▶ _Task brief_: Among the following entries, say how many lines contain the word "already"; the answer is a number and nothing else.

── Recorded information

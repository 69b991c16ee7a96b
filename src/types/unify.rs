use std::fmt;

use super::subst::Substitution;
use super::ty::Type;

/// Failure raised while reconciling two type terms.
///
/// Both variants render as the same `Can't match <left> with <right>`
/// line; the distinction only matters to callers inspecting the failure
/// structurally.
///
/// # Variants
///
/// * `Mismatch` - Two distinct non-variable shapes (e.g. `Bool` vs `Int`,
///   or a base type vs an arrow)
/// * `Occurs` - Binding the unknown would create an infinite type
///   (e.g. `u1` vs `u1 -> Int`)
#[derive(Debug, Clone, PartialEq, Eq)]
pub enum UnifyError {
    Mismatch { left: Type, right: Type },
    Occurs { id: usize, ty: Type },
}

impl fmt::Display for UnifyError {
    fn fmt(&self, f: &mut fmt::Formatter) -> fmt::Result {
        match self {
            UnifyError::Mismatch { left, right } => {
                write!(f, "Can't match {} with {}", left.pretty(), right.pretty())
            }
            UnifyError::Occurs { id, ty } => {
                write!(
                    f,
                    "Can't match {} with {}",
                    Type::Unknown(*id).pretty(),
                    ty.pretty()
                )
            }
        }
    }
}

/// Does `Unknown(id)` occur anywhere in `ty`?
///
/// `ty` must already be fully applied; the unifier applies the current
/// substitution to both sides before dispatching, so the check never has
/// to chase bindings itself.
///
/// # Arguments
///
/// * `id` - The unknown id to look for
/// * `ty` - The fully applied type to search
///
/// # Returns
///
/// `true` if `Unknown(id)` appears in any node of `ty`
fn occurs_in(id: usize, ty: &Type) -> bool {
    match ty {
        Type::Int | Type::Bool | Type::String => false,
        Type::Unknown(other) => *other == id,
        Type::Func(arg, result) => occurs_in(id, arg) || occurs_in(id, result),
    }
}

/// Reconcile two type terms by extending `subst` so that afterwards
/// `subst.apply(t1) == subst.apply(t2)`.
///
/// Both sides are applied first, then dispatched on shape: equal base
/// types succeed, arrows unify argument then result, and an unknown binds
/// to the opposite side unless that would create an infinite type.
///
/// # Arguments
///
/// * `subst` - The current substitution, extended in place on success
/// * `t1`, `t2` - The type terms to reconcile
///
/// # Returns
///
/// `Ok(())` if the terms were made equal under `subst`
/// `Err(UnifyError)` on a shape mismatch or occurs-check violation; the
/// substitution may hold bindings from already-unified subterms
///
/// # Example
///
/// ```text
/// let mut subst = Substitution::empty();
/// unify(&mut subst, &Type::func(Type::Unknown(1), Type::Bool),
///                   &Type::func(Type::Int, Type::Unknown(2)))?;
/// // subst = {1 := Int, 2 := Bool}
/// ```
pub fn unify(subst: &mut Substitution, t1: &Type, t2: &Type) -> Result<(), UnifyError> {
    let t1 = subst.apply(t1);
    let t2 = subst.apply(t2);

    match (&t1, &t2) {
        (Type::Int, Type::Int) => Ok(()),
        (Type::Bool, Type::Bool) => Ok(()),
        (Type::String, Type::String) => Ok(()),

        (Type::Unknown(id1), Type::Unknown(id2)) if id1 == id2 => Ok(()),
        (Type::Unknown(id), other) | (other, Type::Unknown(id)) => {
            if occurs_in(*id, other) {
                Err(UnifyError::Occurs {
                    id: *id,
                    ty: other.clone(),
                })
            } else {
                subst.extend(*id, other.clone());
                Ok(())
            }
        }

        (Type::Func(arg1, result1), Type::Func(arg2, result2)) => {
            unify(subst, arg1, arg2)?;
            unify(subst, result1, result2)
        }

        _ => Err(UnifyError::Mismatch {
            left: t1.clone(),
            right: t2.clone(),
        }),
    }
}

#[cfg(test)]
mod tests {
    use super::*;

    #[test]
    fn test_unify_identical_base_types() {
        let mut subst = Substitution::empty();
        assert_eq!(unify(&mut subst, &Type::Int, &Type::Int), Ok(()));
        assert_eq!(unify(&mut subst, &Type::Bool, &Type::Bool), Ok(()));
        assert_eq!(unify(&mut subst, &Type::String, &Type::String), Ok(()));
        assert!(subst.is_empty());
    }

    #[test]
    fn test_unify_unknown_with_base() {
        let mut subst = Substitution::empty();
        unify(&mut subst, &Type::Unknown(1), &Type::Int).unwrap();
        assert_eq!(subst.apply(&Type::Unknown(1)), Type::Int);
    }

    #[test]
    fn test_unify_base_with_unknown() {
        let mut subst = Substitution::empty();
        unify(&mut subst, &Type::Int, &Type::Unknown(1)).unwrap();
        assert_eq!(subst.apply(&Type::Unknown(1)), Type::Int);
    }

    #[test]
    fn test_unify_same_unknown_adds_no_binding() {
        let mut subst = Substitution::empty();
        unify(&mut subst, &Type::Unknown(1), &Type::Unknown(1)).unwrap();
        assert!(subst.is_empty());
    }

    #[test]
    fn test_unify_two_unknowns() {
        let mut subst = Substitution::empty();
        unify(&mut subst, &Type::Unknown(1), &Type::Unknown(2)).unwrap();
        assert_eq!(
            subst.apply(&Type::Unknown(1)),
            subst.apply(&Type::Unknown(2))
        );
    }

    #[test]
    fn test_unify_sees_existing_bindings() {
        let mut subst = Substitution::empty();
        unify(&mut subst, &Type::Unknown(1), &Type::Int).unwrap();
        // u1 is already Int, so unifying it with Bool must fail
        let result = unify(&mut subst, &Type::Unknown(1), &Type::Bool);
        assert_eq!(
            result,
            Err(UnifyError::Mismatch {
                left: Type::Int,
                right: Type::Bool
            })
        );
    }

    #[test]
    fn test_unify_function_types() {
        let mut subst = Substitution::empty();
        let t1 = Type::func(Type::Unknown(1), Type::Unknown(2));
        let t2 = Type::func(Type::Int, Type::Bool);
        unify(&mut subst, &t1, &t2).unwrap();
        assert_eq!(subst.apply(&Type::Unknown(1)), Type::Int);
        assert_eq!(subst.apply(&Type::Unknown(2)), Type::Bool);
    }

    #[test]
    fn test_unify_threads_argument_bindings_into_result() {
        // (u1 -> u1) ~ (Int -> u2): the argument pass binds u1, the
        // result pass must see it
        let mut subst = Substitution::empty();
        let t1 = Type::func(Type::Unknown(1), Type::Unknown(1));
        let t2 = Type::func(Type::Int, Type::Unknown(2));
        unify(&mut subst, &t1, &t2).unwrap();
        assert_eq!(subst.apply(&Type::Unknown(2)), Type::Int);
    }

    #[test]
    fn test_unify_postcondition() {
        let mut subst = Substitution::empty();
        let t1 = Type::func(Type::Unknown(1), Type::func(Type::Unknown(2), Type::Int));
        let t2 = Type::func(Type::Bool, Type::Unknown(3));
        unify(&mut subst, &t1, &t2).unwrap();
        assert_eq!(subst.apply(&t1), subst.apply(&t2));
    }

    #[test]
    fn test_unify_mismatch_base() {
        let mut subst = Substitution::empty();
        let result = unify(&mut subst, &Type::Bool, &Type::Int);
        assert_eq!(result.unwrap_err().to_string(), "Can't match Bool with Int");
    }

    #[test]
    fn test_unify_mismatch_shape() {
        let mut subst = Substitution::empty();
        let result = unify(&mut subst, &Type::Int, &Type::func(Type::Int, Type::Int));
        assert_eq!(
            result.unwrap_err().to_string(),
            "Can't match Int with Int -> Int"
        );
    }

    #[test]
    fn test_unify_occurs_check() {
        let mut subst = Substitution::empty();
        let ty = Type::func(Type::Unknown(1), Type::Int);
        let result = unify(&mut subst, &Type::Unknown(1), &ty);
        assert_eq!(
            result,
            Err(UnifyError::Occurs {
                id: 1,
                ty: ty.clone()
            })
        );
        assert_eq!(
            result.unwrap_err().to_string(),
            "Can't match u1 with u1 -> Int"
        );
    }

    #[test]
    fn test_unify_occurs_check_through_bindings() {
        // u1 := u2 -> Int, then u2 ~ u1 would be infinite
        let mut subst = Substitution::empty();
        unify(
            &mut subst,
            &Type::Unknown(1),
            &Type::func(Type::Unknown(2), Type::Int),
        )
        .unwrap();
        let result = unify(&mut subst, &Type::Unknown(2), &Type::Unknown(1));
        assert!(matches!(result, Err(UnifyError::Occurs { .. })));
    }

    #[test]
    fn test_substitution_stays_occurs_free() {
        let mut subst = Substitution::empty();
        let t1 = Type::func(Type::Unknown(1), Type::Unknown(2));
        let t2 = Type::func(Type::Unknown(2), Type::Int);
        unify(&mut subst, &t1, &t2).unwrap();

        for (id, ty) in &subst.0 {
            assert!(
                !occurs_in(*id, &subst.apply(ty)),
                "binding u{} is cyclic",
                id
            );
        }
    }

    #[test]
    fn test_occurs_in_helper() {
        assert!(occurs_in(1, &Type::Unknown(1)));
        assert!(!occurs_in(1, &Type::Unknown(2)));
        assert!(!occurs_in(1, &Type::Int));
        assert!(occurs_in(1, &Type::func(Type::Int, Type::Unknown(1))));
        assert!(occurs_in(
            1,
            &Type::func(Type::func(Type::Unknown(1), Type::Int), Type::Bool)
        ));
    }
}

────

▶ _Answer to this problem_: 3